2nd Chairman of the Cabinet of Ministers of Kyrgyzstan
- In office 12 October 2021^{[a]} – 16 December 2024
- President: Sadyr Japarov
- Preceded by: Uluqbek Maripov
- Succeeded by: Adylbek Kasymaliev

Minister of Economic Development and Trade
- In office 27 December 2007 – October 2009
- President: Qurmanbek Baqıyev

Minister of Economy and Finance
- In office 26 March 2005 – 27 December 2007
- President: Qurmanbek Baqıyev
- Preceded by: Bolot Abildaev
- Succeeded by: Tajıqan Qalımbetova

Personal details
- Born: 14 September 1965 (age 60) Balykchy, Kirghiz SSR, Soviet Union (now Kyrgyzstan)
- Party: Social Democratic Party (Before 2005) Ar-Namys (2005–present)
- Education: Kyrgyz Technical University Bishkek Academy of Finance and Economics
- a. ^ Acting: 12 – 13 October 2021

= Akylbek Japarov =

Kyrgyz politician (born 1965)

Akylbek Üsönbek uulu Japarov (Акылбек Үсөнбек уулу Жапаров; born 14 September 1965) is a Kyrgyz politician who served as Chairman of the Cabinet of Ministers of Kyrgyzstan from 2021 to 2024. He replaced Ulukbek Maripov, who had been appointed to the new role by President Sadyr Japarov on 5 May 2021. Aqılbek also concurrently served as the Head of the Presidential Administration under President Japarov.

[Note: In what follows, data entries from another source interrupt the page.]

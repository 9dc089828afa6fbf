use crate::wld::StringTable;
use crate::wld::cipher::encode;

#[test]
fn offsets_are_cumulative_byte_positions() {
	let table = StringTable::decode(&encode(b"\0ELF_HS_DEF\0PE_DAG\0"));

	assert_eq!(table.len(), 3);
	assert_eq!(table.get(0).map(|item| item.as_ref()), Some(""));
	assert_eq!(table.get(1).map(|item| item.as_ref()), Some("ELF_HS_DEF"));
	assert_eq!(table.get(12).map(|item| item.as_ref()), Some("PE_DAG"));
	assert_eq!(table.byte_len(), 19);
}

#[test]
fn negative_reference_addresses_offset() {
	let table = StringTable::from_plain(b"\0WATER\0");
	assert_eq!(table.lookup(-1).map(|item| item.as_ref()), Some("WATER"));
	assert_eq!(table.name(-1).as_ref(), "WATER");
}

#[test]
fn zero_positive_and_missing_references_are_empty() {
	let table = StringTable::from_plain(b"NAME\0OTHER\0");
	assert!(table.lookup(0).is_none());
	assert!(table.lookup(5).is_none());
	assert!(table.lookup(-3).is_none(), "offset 3 is inside a string");
	assert_eq!(table.name(-3).as_ref(), "");
}

#[test]
fn trailing_piece_without_nul_is_kept() {
	let table = StringTable::from_plain(b"A\0BC");
	let items: Vec<_> = table.iter().collect();
	assert_eq!(items, vec![(0, "A"), (2, "BC")]);
}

Coming from an economic and engineering background, Japarov had previously served in several mostly economic roles under the Aqayev and Baqıyev governments, including as Minister of Economy and Finance from 26 March 2005 to 27 December 2007 under Baqıyev after the Tulip Revolution.

== Early life and career ==
Japarov was born on 14 September 1965 in Balykchy, Issyk-Kul Region, to Usenbek Japarov, a doctor, and Begayim Sarynzhieva, an engineer.

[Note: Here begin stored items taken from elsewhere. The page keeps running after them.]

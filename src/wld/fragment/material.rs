use crate::wld::bytes::Cursor;
use crate::wld::fragment::{BitmapInfoReference, DecodeContext, DecodeFragment};
use crate::wld::{FragmentRef, Result};

const MATERIAL_HAS_PAIR: u32 = 1 << 1;
const RENDER_METHOD_USER_DEFINED: u32 = 0x8000_0000;

/// Shading class derived from a material's render method.
#[derive(Debug, Clone, Copy, PartialEq, Eq, Default)]
pub enum ShaderKind {
	/// Not drawn; used for zone boundaries.
	#[default]
	Boundary,
	/// Opaque diffuse.
	Diffuse,
	/// Half-transparent.
	Transparent50,
	/// Masked and passable.
	TransparentMaskedPassable,
	/// Additive without lighting.
	TransparentAdditiveUnlit,
	/// Additive without lighting, drawn as sky.
	TransparentAdditiveUnlitSkydome,
	/// Alpha-masked.
	TransparentMasked,
	/// Additive.
	TransparentAdditive,
	/// Not drawn.
	Invisible,
	/// Render method this decoder does not classify.
	Unknown(u32),
}

impl ShaderKind {
	/// Classify a raw render method value.
	pub fn from_render_method(render_method: u32) -> Self {
		match render_method & !RENDER_METHOD_USER_DEFINED {
			0x00 => Self::Boundary,
			0x01 | 0x14 | 0x15 | 0x53 | 0x543 | 0x553 => Self::Diffuse,
			0x05 => Self::Transparent50,
			0x07 => Self::TransparentMaskedPassable,
			0x09 => Self::TransparentAdditiveUnlit,
			0x0B => Self::TransparentAdditiveUnlitSkydome,
			0x13 => Self::TransparentMasked,
			0x17 => Self::TransparentAdditive,
			0x10 | 0x4B => Self::Invisible,
			other => Self::Unknown(other),
		}
	}
}

/// Surface material (0x30).
#[derive(Debug, Clone, Default)]
pub struct Material {
	/// Raw flags word.
	pub flags: u32,
	/// Raw render method.
	pub render_method: u32,
	/// Shading class derived from `render_method`.
	pub shader: ShaderKind,
	/// Packed BGRA color.
	pub color: u32,
	/// Brightness multiplier.
	pub brightness: f32,
	/// Ambient scale.
	pub scaled_ambient: f32,
	/// Resolved [`BitmapInfoReference`].
	pub bitmap_info_reference: Option<FragmentRef>,
	/// Unknown pair, present when flag bit 1 is set.
	pub pair: Option<(u32, f32)>,
}

impl DecodeFragment for Material {
	fn decode(&mut self, cursor: &mut Cursor<'_>, ctx: &DecodeContext<'_>) -> Result<()> {
		self.flags = cursor.read_u32_le()?;
		self.render_method = cursor.read_u32_le()?;
		self.shader = ShaderKind::from_render_method(self.render_method);
		self.color = cursor.read_u32_le()?;
		self.brightness = cursor.read_f32_le()?;
		self.scaled_ambient = cursor.read_f32_le()?;
		self.bitmap_info_reference = ctx.resolve_as::<BitmapInfoReference>(cursor.read_i32_le()?);
		if self.flags & MATERIAL_HAS_PAIR != 0 {
			self.pair = Some((cursor.read_u32_le()?, cursor.read_f32_le()?));
		}
		Ok(())
	}
}

/// Ordered list of materials used by a mesh (0x31).
#[derive(Debug, Clone, Default)]
pub struct MaterialList {
	/// Raw flags word.
	pub flags: u32,
	/// Material slots; a slot is `None` when its reference did not resolve.
	pub materials: Vec<Option<FragmentRef>>,
}

impl DecodeFragment for MaterialList {
	fn decode(&mut self, cursor: &mut Cursor<'_>, ctx: &DecodeContext<'_>) -> Result<()> {
		self.flags = cursor.read_u32_le()?;
		let count = cursor.read_count("material")?;
		for _ in 0..count {
			self.materials.push(ctx.resolve_as::<Material>(cursor.read_i32_le()?));
		}
		Ok(())
	}
}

Japarov graduated from 40th Anniversary of Komsomol secondary school in Kochkor District in 1981. During his school years, he was a prominent Komsomol leader. In 1986, he graduated with honours from Kyrgyz Technical University with a degree in civil engineering; during his studies, he was a scholar of Lenin. In 2002, Japarov graduated from the Bishkek Academy of Finance and Economics with a degree in Financial Tax Systems, Management of Organisations.

Japarov taught at Kyrgyz Technical University from 1987 to 1991. He took an active part in the life of the institute and society and was the secretary of the Komsomol committee of the institute, a member of the Central Control Commission of the Central Committee of Komsomol and the Central Council of student construction brigades of Komsomol.

== Political career ==
Japarov began his political career as head of the Department for Youth Policy of the presidential administration of Askar Akayev from July 1992 to 1993. In October 1993, he became executive secretary, chief of staff of the Social Democratic Party of Kyrgyzstan and held this position until April 1995. From 1995 to 1996, he served as assistant to the First Vice Prime Minister. He was secretary of the National Commission for the Securities Market from 1996 to November 1997 and head of the Department for Collection of Payments of the State Tax Inspectorate under the Ministry of Finance from November 1997 to 20 April 2000. From 20 April 2000 to March 2005, Japarov was a member of the Legislative Assembly, the former upper house of the Supreme Council, on the party list from the Union of Democratic Forces electoral bloc. He was a member of the Regions of Kyrgyzstan parliamentary group. He also served as Chairman of the Committee on Taxes, Customs and Other Duties of the Legislative Assembly.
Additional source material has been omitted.